With due apologies to Justice Brandies for quoting him again, “publicity is justly commended as a remedy for social and industrial diseases; sunlight is said to be the best disinfectant.” In construing its obligation to hold free, fair and just elections, the ECP must interpret the mandate of the law and the constitution in a manner that requires maximum disclosure of information by prospective candidates. Such approach to its responsibilities will help strike the right balance between a minimalist and maximalist role. To the extent that the disclosed information suggests that the candidate falls foul of legal requirements, he ought to be disqualified. If not, he marches ahead into the peoples’ court.
Further, a distinction ought to be drawn between the concept of qualification and disqualification. Once a person is elected, the concept of ‘innocent until proven guilty’ would be attracted. Thus, stating that a sitting parliamentarian will be deemed disqualified unless he proves the validity of his degree is not a legally sustainable position. But when a candidate files his nomination papers and asserts that he is qualified to contest elections under the provisions of the law, the onus to prove the same is on him. And while undertaking scrutiny, the ECP must neither be oblivious to contemporary events nor hide behind a conservative interpretation of black letter law.
Democracy is about people choosing their representatives and living with the consequences of such collective choice.

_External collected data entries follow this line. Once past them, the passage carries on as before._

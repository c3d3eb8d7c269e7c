//! In-memory chat store. Nothing survives a restart; used in tests and demos.

use async_trait::async_trait;
use kbchat_core::error::StoreError;
use kbchat_core::message::{ConversationMap, Message};
use kbchat_core::store::ChatStore;
use tokio::sync::RwLock;

#[derive(Default)]
pub struct InMemoryStore {
    conversations: RwLock<ConversationMap>,
}

impl InMemoryStore {
    pub fn new() -> Self {
        Self::default()
    }
}

#[async_trait]
impl ChatStore for InMemoryStore {
    fn name(&self) -> &str {
        "in_memory"
    }

    async fn load_all(&self) -> Result<ConversationMap, StoreError> {
        Ok(self.conversations.read().await.clone())
    }

    async fn save_all(&self, conversations: &ConversationMap) -> Result<(), StoreError> {
        *self.conversations.write().await = conversations.clone();
        Ok(())
    }

    async fn get(&self, id: &str) -> Result<Vec<Message>, StoreError> {
        self.conversations
            .read()
            .await
            .get(id)
            .cloned()
            .ok_or_else(|| StoreError::NotFound(id.to_string()))
    }

    async fn save(&self, id: &str, messages: &[Message]) -> Result<(), StoreError> {
        self.conversations
            .write()
            .await
            .insert(id.to_string(), messages.to_vec());
        Ok(())
    }
}

#[cfg(test)]
mod tests {
    use super::*;
    use kbchat_core::message::Role;

    #[tokio::test]
    async fn save_get_roundtrip() {
        let store = InMemoryStore::new();
        store.save("c", &[Message::user("hi")]).await.unwrap();

        let msgs = store.get("c").await.unwrap();
        assert_eq!(msgs.len(), 1);
        assert_eq!(msgs[0].role, Role::User);
        assert!(matches!(store.get("x").await, Err(StoreError::NotFound(_))));
    }

    #[tokio::test]
    async fn save_all_replaces_mapping() {
        let store = InMemoryStore::new();
        store.save("old", &[Message::user("hi")]).await.unwrap();

        let mut map = ConversationMap::new();
        map.insert("seed".into(), vec![Message::model("hello")]);
        store.save_all(&map).await.unwrap();

        assert!(store.contains("seed").await.unwrap());
        assert!(!store.contains("old").await.unwrap());
    }
}
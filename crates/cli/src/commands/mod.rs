//! Subcommand implementations.

pub mod ask;
pub mod config_cmd;
pub mod doctor;
pub mod history;
pub mod serve;

use kbchat_config::AppConfig;
use kbchat_providers::router;

/// Load configuration, turning the error into a printable message.
pub fn load_config() -> Result<AppConfig, Box<dyn std::error::Error>> {
    Ok(AppConfig::load().map_err(|e| format!("Failed to load config: {e}"))?)
}

/// Whether the default provider can be built: it has a key or runs locally.
pub fn has_credential(config: &AppConfig) -> bool {
    config.has_api_key() || router::is_local(&config.default_provider)
}

/// Fail early with setup instructions when no credential is configured.
pub fn require_api_key(config: &AppConfig) -> Result<(), Box<dyn std::error::Error>> {
    if has_credential(config) {
        return Ok(());
    }

    eprintln!();
    eprintln!("  ERROR: No API key configured for '{}'!", config.default_provider);
    eprintln!();
    eprintln!("  Set one of these environment variables:");
    eprintln!("    export GEMINI_API_KEY=...     (recommended)");
    eprintln!("    export KBCHAT_API_KEY=...     (generic)");
    eprintln!();
    eprintln!("  Or add it to your config file:");
    eprintln!("    {}", AppConfig::config_dir().join("config.toml").display());
    eprintln!();
    Err("No API key found. See above for setup instructions.".into())
}

/// Parse a temperature argument, accepting only `0.0..=1.0`.
pub fn parse_temperature(raw: &str) -> Result<f32, String> {
    let value: f32 = raw
        .parse()
        .map_err(|_| format!("'{raw}' is not a number"))?;
    if (0.0..=1.0).contains(&value) {
        Ok(value)
    } else {
        Err(format!("temperature must be between 0.0 and 1.0, got {value}"))
    }
}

A legal system too enforces the same principle of autonomy. Each individual has freedom of action and when he/she chooses to act in a certain way he or she is accountable for the consequences of such choice. It is essential for the health of our legal system, as well as our democracy, that someone caught with their pants down must face the legal consequences that follow. In discharging their duties our worthy election commissioners must remember that sins of omission are no less damaging than those of commission.